Returns the new price, reward, whether we're finished and an empty dict for compatibility with Gym's
interface. """
self._take_action(Actions(action))
next_state = self.price
# next_state = self.observation_space.sample()
reward = self._get_reward()
done = False
if next_state < 0 or reward == 0:
done = True
print(next_state, reward, done, {})
return np.array(next_state), reward, done, {}
def reset(self):
""" Resets the environment, selecting a random initial price.

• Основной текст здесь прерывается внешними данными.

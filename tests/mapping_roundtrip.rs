//! Record to row flattening and reconstruction.

mod common;

use chrono::Utc;
use common::{arb_leader_damage, arb_record, create_book};
use marc_catalog::mapper::{flatten, reconstruct, IdSequence};
use marc_catalog::{decode_record, encode_record, MarcError, RecoveryMode};
use proptest::prelude::*;

proptest! {
    #[test]
    fn prop_reconstruct_inverts_flatten(record in arb_record()) {
        let mut ids = IdSequence::new();
        let flat = flatten(&record, &mut ids, Utc::now());
        prop_assert_eq!(flat.reconstruct().unwrap(), record);
    }

    #[test]
    fn prop_row_order_does_not_matter(record in arb_record(), seed in any::<u64>()) {
        let mut ids = IdSequence::starting_after(40, 400, 4000);
        let flat = flatten(&record, &mut ids, Utc::now());

        let mut fields = flat.fields.clone();
        let mut subfields = flat.subfields.clone();
        // Deterministic shuffle: rotate and reverse depending on the seed.
        if !fields.is_empty() {
            let by = usize::try_from(seed % fields.len() as u64).unwrap();
            fields.rotate_left(by);
        }
        if seed % 2 == 0 {
            subfields.reverse();
        }

        prop_assert_eq!(reconstruct(&flat.record, &fields, &subfields).unwrap(), record);
    }

    #[test]
    fn prop_damaged_leader_survives_flatten(
        record in arb_record(),
        (position, byte) in arb_leader_damage(),
    ) {
        let mut bytes = encode_record(&record).unwrap();
        bytes[position] = byte;

        let decoded = decode_record(&bytes, RecoveryMode::Lenient).unwrap();
        prop_assert_eq!(decoded.warnings.len(), 1);
        let flat = flatten(&decoded, &mut IdSequence::new(), Utc::now());
        prop_assert_eq!(flat.record.leader.as_deref().map(str::len), Some(24));
        prop_assert_eq!(flat.reconstruct().unwrap(), decoded.clone());
        prop_assert!(encode_record(&decoded).is_ok());
    }
}

#[test]
fn test_ids_continue_across_records() {
    let mut ids = IdSequence::new();
    let first = flatten(&create_book("1", "One", "Smith"), &mut ids, Utc::now());
    let second = flatten(&create_book("2", "Two", "Jones"), &mut ids, Utc::now());

    assert_eq!(first.record.id, 1);
    assert_eq!(second.record.id, 2);
    assert_eq!(first.fields.len(), 6);
    assert_eq!(second.fields[0].id, 7);
    assert!(second.fields.iter().all(|f| f.record_id == 2));
    assert_eq!(second.subfields[0].id, first.subfields.len() as i64 + 1);
}

#[test]
fn test_summary_is_derived_on_flatten() {
    let mut ids = IdSequence::new();
    let flat = flatten(&create_book("1", "Moby Dick", "Melville"), &mut ids, Utc::now());
    let summary = &flat.record.summary;

    assert_eq!(summary.author.as_deref(), Some("Melville"));
    assert_eq!(summary.title.as_deref(), Some("Moby Dick"));
    assert_eq!(summary.barcode.as_deref(), Some("31234000012345"));
    assert_eq!(summary.main_entry.as_deref(), Some("Melville"));
    assert_eq!(flat.record.date_changed, None);
}

#[test]
fn test_orphan_subfield_is_reported() {
    let mut ids = IdSequence::new();
    let flat = flatten(&create_book("1", "One", "Smith"), &mut ids, Utc::now());
    let fields: Vec<_> = flat
        .fields
        .iter()
        .filter(|f| f.tag != "245")
        .cloned()
        .collect();

    assert!(matches!(
        reconstruct(&flat.record, &fields, &flat.subfields),
        Err(MarcError::InconsistentRows(_))
    ));
}
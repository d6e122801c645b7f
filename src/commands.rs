//! Subcommand implementations.

use std::io::{self, Write};
use std::path::Path;

use anyhow::{Context, Result};
use marc_catalog::filter::{ReplaceFilters, ReplaceRequest};
use marc_catalog::{report, Catalog, CatalogConfig, Progress, RecordId};
use tracing::info;

use crate::cli::ReplaceArgs;

const PROGRESS_EVERY: usize = 1000;

fn log_progress(operation: &'static str) -> impl FnMut(Progress) {
    move |progress| match progress {
        Progress::Processed(count) if count % PROGRESS_EVERY == 0 => {
            info!(operation, count, "progress");
        },
        Progress::Committing => info!(operation, "committing"),
        _ => {},
    }
}

pub fn open(config: &CatalogConfig) -> Result<Catalog> {
    Catalog::open(config)
        .with_context(|| format!("failed to open catalog {}", config.database.display()))
}

pub fn run_init(config: &CatalogConfig) -> Result<()> {
    let catalog = open(config)?;
    println!(
        "catalog {} ready ({} records)",
        config.database.display(),
        catalog.record_count()?
    );
    Ok(())
}

pub fn run_import(config: &CatalogConfig, file: &Path) -> Result<()> {
    let mut catalog = open(config)?;
    let summary = catalog
        .import_file(file, log_progress("import"))
        .with_context(|| format!("failed to import {}", file.display()))?;
    println!(
        "imported {} records ({} fields, {} subfields), skipped {}, {} warnings",
        summary.records, summary.fields, summary.subfields, summary.skipped, summary.warnings
    );
    Ok(())
}

pub fn run_export(config: &CatalogConfig, file: &Path, ids: &[RecordId]) -> Result<()> {
    let catalog = open(config)?;
    let selection = if ids.is_empty() { None } else { Some(ids) };
    let written = catalog
        .export_file(file, selection, log_progress("export"))
        .with_context(|| format!("failed to export to {}", file.display()))?;
    println!("exported {written} records to {}", file.display());
    Ok(())
}

pub fn run_list(config: &CatalogConfig, csv: bool) -> Result<()> {
    let catalog = open(config)?;
    let records = catalog.list_records()?;
    let stdout = io::stdout().lock();
    if csv {
        report::write_csv(stdout, &records)?;
    } else {
        report::write_table(stdout, &records)?;
    }
    Ok(())
}

pub fn run_show(config: &CatalogConfig, id: RecordId, json: bool) -> Result<()> {
    let catalog = open(config)?;
    let mut stdout = io::stdout().lock();
    if json {
        let record = catalog.record(id)?;
        serde_json::to_writer_pretty(&mut stdout, &record)?;
        writeln!(stdout)?;
    } else {
        writeln!(stdout, "{}", catalog.preview_text(id)?)?;
    }
    Ok(())
}

pub fn run_replace(config: &CatalogConfig, args: ReplaceArgs) -> Result<()> {
    let mut catalog = open(config)?;
    let filters = ReplaceFilters::new()
        .tags(args.tags)
        .indicator1(args.indicator1)
        .indicator2(args.indicator2)
        .codes(args.codes);
    let request = ReplaceRequest::new(args.find, args.replacement)
        .with_filters(filters)
        .case_sensitive(!args.ignore_case);
    let changed = catalog
        .apply_filtered_replace(&request, log_progress("replace"))
        .context("replace failed; no rows were changed")?;
    println!("updated {changed} subfields");
    Ok(())
}

pub fn run_rebuild(config: &CatalogConfig, id: Option<RecordId>) -> Result<()> {
    let mut catalog = open(config)?;
    let updated = catalog.rebuild_summaries(id)?;
    println!("rebuilt {updated} summaries");
    Ok(())
}

pub fn run_delete(config: &CatalogConfig, id: RecordId) -> Result<()> {
    let mut catalog = open(config)?;
    let plan = catalog.delete_record(id)?;
    println!(
        "deleted record {id} ({} fields, {} subfields)",
        plan.field_ids.len(),
        plan.subfield_ids.len()
    );
    Ok(())
}

pub fn run_clear(config: &CatalogConfig, reset: bool) -> Result<()> {
    let mut catalog = open(config)?;
    if reset {
        catalog.reset()?;
        println!("catalog reset");
    } else {
        let removed = catalog.clear()?;
        println!("removed {removed} records");
    }
    Ok(())
}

Returns the price. """
# self.observation_space.value = np.random.rand()
# return self.observation_space.sample()
self.price = np.random.rand()
return self.price
def _take_action(self, action):
# self.observation_space.value += PRICE_ADJUSTMENT[action]
self.price += PRICE_ADJUSTMENT[action]
def _get_reward(self,price):
# price = self.observation_space.value
# return max(np.random.poisson(sigmoid_price_fun(price, 50, 0.5)) * price, 0)

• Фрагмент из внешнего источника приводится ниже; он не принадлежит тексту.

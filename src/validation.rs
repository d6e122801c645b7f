//! Structural validation of tags, indicators and subfield codes.
//!
//! Only the structural grammar of the record format is enforced here: a tag is
//! three digits or uppercase letters, an indicator is a blank, digit or
//! lowercase letter, and a subfield code is a digit or lowercase letter.
//! Per-tag cataloging rules are not checked.
//!
//! Edits are checked with the `check_*` / `parse_*` functions, which return a
//! [`ValidationError`] naming what was wrong. Callers run them before touching
//! any row so that a rejected edit never leaves a partial write behind.

use thiserror::Error;

use crate::record::{is_control_tag, Indicator};

/// Reason a field-level edit was rejected.
#[derive(Error, Debug, Clone, PartialEq, Eq)]
pub enum ValidationError {
    /// Tag is not three digits or uppercase letters.
    #[error("Invalid tag number: '{0}'")]
    InvalidTag(String),

    /// Indicator value is not a single blank, digit or lowercase letter.
    #[error("Invalid indicator {which}: '{value}'")]
    InvalidIndicator {
        /// Which indicator was being set
        which: Indicator,
        /// The rejected value
        value: String,
    },

    /// Subfield code is not a single digit or lowercase letter.
    #[error("Invalid subfield code: '{0}'")]
    InvalidSubfieldCode(String),

    /// The new tag would turn a control field into a data field or back.
    #[error("Cannot change a {from} field to a {to} field ('{tag}')")]
    ClassChange {
        /// Class of the field being edited
        from: FieldClass,
        /// Class the proposed tag belongs to
        to: FieldClass,
        /// The rejected tag
        tag: String,
    },

    /// The edit only applies to the other field class, for example setting an
    /// indicator on a control field.
    #[error("Operation requires a {expected} field, but field {tag} is a {actual} field")]
    WrongFieldClass {
        /// Class the operation needs
        expected: FieldClass,
        /// Class of the addressed field
        actual: FieldClass,
        /// Tag of the addressed field
        tag: String,
    },

    /// Find-and-replace was asked to search for the empty string.
    #[error("Search text must not be empty")]
    EmptySearch,

    /// Field data holds one of the record format's structural bytes
    /// (`0x1D`, `0x1E`, `0x1F`), which the writer cannot encode.
    #[error("{what} contains the reserved byte 0x{byte:02X}")]
    ReservedByte {
        /// What held the byte, such as `Data for field 245`
        what: String,
        /// The offending byte
        byte: u8,
    },
}

/// Control field or data field, as decided by the tag prefix.
#[derive(Debug, Clone, Copy, PartialEq, Eq)]
pub enum FieldClass {
    /// Tag starts with `00`
    Control,
    /// Any other tag
    Data,
}

impl FieldClass {
    /// Class a tag belongs to.
    #[must_use]
    pub fn of(tag: &str) -> Self {
        if is_control_tag(tag) {
            FieldClass::Control
        } else {
            FieldClass::Data
        }
    }
}

impl std::fmt::Display for FieldClass {
    fn fmt(&self, f: &mut std::fmt::Formatter<'_>) -> std::fmt::Result {
        match self {
            FieldClass::Control => write!(f, "control"),
            FieldClass::Data => write!(f, "data"),
        }
    }
}

/// True iff `tag` is exactly three ASCII digits or uppercase letters.
///
/// ```
/// use marc_catalog::validation::validate_tag;
///
/// assert!(validate_tag("245"));
/// assert!(validate_tag("CAT"));
/// assert!(!validate_tag("24"));
/// assert!(!validate_tag("abc"));
/// ```
#[must_use]
pub fn validate_tag(tag: &str) -> bool {
    tag.len() == 3
        && tag
            .bytes()
            .all(|b| b.is_ascii_digit() || b.is_ascii_uppercase())
}

/// True iff `ch` is a blank, an ASCII digit or an ASCII lowercase letter.
#[must_use]
pub fn validate_indicator(ch: char) -> bool {
    ch == ' ' || ch.is_ascii_digit() || ch.is_ascii_lowercase()
}

/// True iff `ch` is an ASCII digit or an ASCII lowercase letter.
#[must_use]
pub fn validate_subfield_code(ch: char) -> bool {
    ch.is_ascii_digit() || ch.is_ascii_lowercase()
}

/// Check that a field currently tagged `current` may be retagged `proposed`.
///
/// The class check runs first: crossing the control/data boundary is rejected
/// even when the proposed tag is otherwise well formed.
///
/// # Errors
///
/// [`ValidationError::ClassChange`] when the classes differ,
/// [`ValidationError::InvalidTag`] when `proposed` fails [`validate_tag`].
pub fn check_tag_change(current: &str, proposed: &str) -> Result<(), ValidationError> {
    let from = FieldClass::of(current);
    let to = FieldClass::of(proposed);
    if from != to {
        return Err(ValidationError::ClassChange {
            from,
            to,
            tag: proposed.to_string(),
        });
    }
    check_tag(proposed)
}

/// Check a tag against [`validate_tag`].
///
/// # Errors
///
/// [`ValidationError::InvalidTag`] when the tag is malformed.
pub fn check_tag(tag: &str) -> Result<(), ValidationError> {
    if validate_tag(tag) {
        Ok(())
    } else {
        Err(ValidationError::InvalidTag(tag.to_string()))
    }
}

/// Check that the field tagged `tag` belongs to the `expected` class.
///
/// # Errors
///
/// [`ValidationError::WrongFieldClass`] when it does not.
pub fn require_class(tag: &str, expected: FieldClass) -> Result<(), ValidationError> {
    let actual = FieldClass::of(tag);
    if actual == expected {
        Ok(())
    } else {
        Err(ValidationError::WrongFieldClass {
            expected,
            actual,
            tag: tag.to_string(),
        })
    }
}

/// True for the record terminator, field terminator and subfield delimiter.
#[must_use]
pub fn is_reserved_byte(byte: u8) -> bool {
    matches!(byte, 0x1D..=0x1F)
}

/// Check field data for the structural bytes the wire format reserves.
///
/// # Errors
///
/// [`ValidationError::ReservedByte`] naming the first one found.
pub fn check_field_data(tag: &str, data: &str) -> Result<(), ValidationError> {
    check_reserved(format_args!("Data for field {tag}"), data)
}

pub(crate) fn check_reserved(
    what: impl std::fmt::Display,
    text: &str,
) -> Result<(), ValidationError> {
    match text.bytes().find(|&b| is_reserved_byte(b)) {
        Some(byte) => Err(ValidationError::ReservedByte {
            what: what.to_string(),
            byte,
        }),
        None => Ok(()),
    }
}

/// Parse user input for an indicator cell: exactly one valid character.
///
/// # Errors
///
/// [`ValidationError::InvalidIndicator`] for empty, multi-character or
/// out-of-alphabet input.
pub fn parse_indicator(which: Indicator, value: &str) -> Result<char, ValidationError> {
    match single_char(value) {
        Some(ch) if validate_indicator(ch) => Ok(ch),
        _ => Err(ValidationError::InvalidIndicator {
            which,
            value: value.to_string(),
        }),
    }
}

/// Parse user input for a subfield code cell: exactly one valid character.
///
/// # Errors
///
/// [`ValidationError::InvalidSubfieldCode`] for empty, multi-character or
/// out-of-alphabet input.
pub fn parse_subfield_code(value: &str) -> Result<char, ValidationError> {
    match single_char(value) {
        Some(ch) if validate_subfield_code(ch) => Ok(ch),
        _ => Err(ValidationError::InvalidSubfieldCode(value.to_string())),
    }
}

fn single_char(value: &str) -> Option<char> {
    let mut chars = value.chars();
    match (chars.next(), chars.next()) {
        (Some(ch), None) => Some(ch),
        _ => None,
    }
}

#[cfg(test)]
mod tests {
    use super::*;

    #[test]
    fn test_validate_tag() {
        assert!(validate_tag("001"));
        assert!(validate_tag("245"));
        assert!(validate_tag("9XX"));
        assert!(validate_tag("LDR"));
        assert!(!validate_tag(""));
        assert!(!validate_tag("24"));
        assert!(!validate_tag("2450"));
        assert!(!validate_tag("24a"));
        assert!(!validate_tag("2 5"));
        assert!(!validate_tag("2\u{e9}5"));
    }

    #[test]
    fn test_validate_indicator() {
        assert!(validate_indicator(' '));
        assert!(validate_indicator('0'));
        assert!(validate_indicator('9'));
        assert!(validate_indicator('a'));
        assert!(!validate_indicator('A'));
        assert!(!validate_indicator('#'));
        assert!(!validate_indicator('\u{1f}'));
    }

    #[test]
    fn test_validate_subfield_code() {
        assert!(validate_subfield_code('a'));
        assert!(validate_subfield_code('6'));
        assert!(!validate_subfield_code(' '));
        assert!(!validate_subfield_code('Z'));
    }

    #[test]
    fn test_field_data_reserved_bytes() {
        assert!(check_field_data("245", "Plain text, caf\u{e9}").is_ok());
        assert!(check_field_data("245", "").is_ok());
        assert_eq!(
            check_field_data("245", "x\u{1d}y"),
            Err(ValidationError::ReservedByte {
                what: "Data for field 245".to_string(),
                byte: 0x1D
            })
        );
        assert!(check_field_data("001", "a\u{1e}").is_err());
        assert!(check_field_data("500", "\u{1f}a").is_err());
        assert!(!is_reserved_byte(0x1C));
        assert!(!is_reserved_byte(0x20));
    }

    #[test]
    fn test_require_class() {
        assert!(require_class("001", FieldClass::Control).is_ok());
        assert!(matches!(
            require_class("245", FieldClass::Control),
            Err(ValidationError::WrongFieldClass {
                expected: FieldClass::Control,
                actual: FieldClass::Data,
                ..
            })
        ));
    }

    #[test]
    fn test_tag_change_within_class() {
        assert!(check_tag_change("245", "246").is_ok());
        assert!(check_tag_change("001", "003").is_ok());
    }

    #[test]
    fn test_tag_change_across_class_rejected() {
        let err = check_tag_change("001", "245").unwrap_err();
        assert_eq!(
            err,
            ValidationError::ClassChange {
                from: FieldClass::Control,
                to: FieldClass::Data,
                tag: "245".to_string(),
            }
        );
        assert_eq!(
            err.to_string(),
            "Cannot change a control field to a data field ('245')"
        );

        let err = check_tag_change("245", "008").unwrap_err();
        assert!(matches!(
            err,
            ValidationError::ClassChange {
                from: FieldClass::Data,
                to: FieldClass::Control,
                ..
            }
        ));
    }

    #[test]
    fn test_tag_change_class_checked_before_grammar() {
        // "00x" is not a valid tag, but the class error wins.
        let err = check_tag_change("245", "00x").unwrap_err();
        assert!(matches!(err, ValidationError::ClassChange { .. }));
    }

    #[test]
    fn test_tag_change_invalid_grammar() {
        let err = check_tag_change("245", "2x5").unwrap_err();
        assert_eq!(err, ValidationError::InvalidTag("2x5".to_string()));
    }

    #[test]
    fn test_parse_indicator() {
        assert_eq!(parse_indicator(Indicator::First, "1"), Ok('1'));
        assert_eq!(parse_indicator(Indicator::Second, " "), Ok(' '));
        assert!(parse_indicator(Indicator::First, "").is_err());
        assert!(parse_indicator(Indicator::First, "10").is_err());
        let err = parse_indicator(Indicator::Second, "X").unwrap_err();
        assert_eq!(err.to_string(), "Invalid indicator 2: 'X'");
    }

    #[test]
    fn test_parse_subfield_code() {
        assert_eq!(parse_subfield_code("a"), Ok('a'));
        assert!(parse_subfield_code("ab").is_err());
        assert!(parse_subfield_code(" ").is_err());
    }
}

self.revenue = max(np.random.poisson(sigmoid_price_fun(self.price, 50, 0.5)) * self.price, 0)
return max(np.random.poisson(sigmoid_price_fun(self.price, 50, 0.5)) * self.price, 0)
# def render(self, mode='human'):
# super().render(mode)
def testEnv():
register(
id='ArrivalSim-v0',
entry_point='env:ArrivalSim',
kwargs= {'price' : 40}
)
env = gym.make('ArrivalSim-v0')
env.reset()
for _ in range(20):
test = env.action_space.sample()
print(test)
print(env.observation_space)
env.step(test) # take a random action
env.close()
if __name__ =='__main__':
testEnv()
Вот сценарий обучения
import json
import os
import gym
import ray
from ray.tune import run_experiments
from ray.tune.registry import register_env
from gym.envs.registration import register
from sagemaker_rl.ray_launcher import SageMakerRayLauncher
def create_environment(env_config):
import gym
# from gym.spaces import Space
from gym.envs.registration import register
# This import must happen inside the method so that worker processes import this code
register(
id='ArrivalSim-v0',
entry_point='env:ArrivalSim',
kwargs= {'price' : 40}
)
return gym.make('ArrivalSim-v0')
class MyLauncher(SageMakerRayLauncher):
def register_env_creator(self):
register_env("ArrivalSim-v0", create_environment)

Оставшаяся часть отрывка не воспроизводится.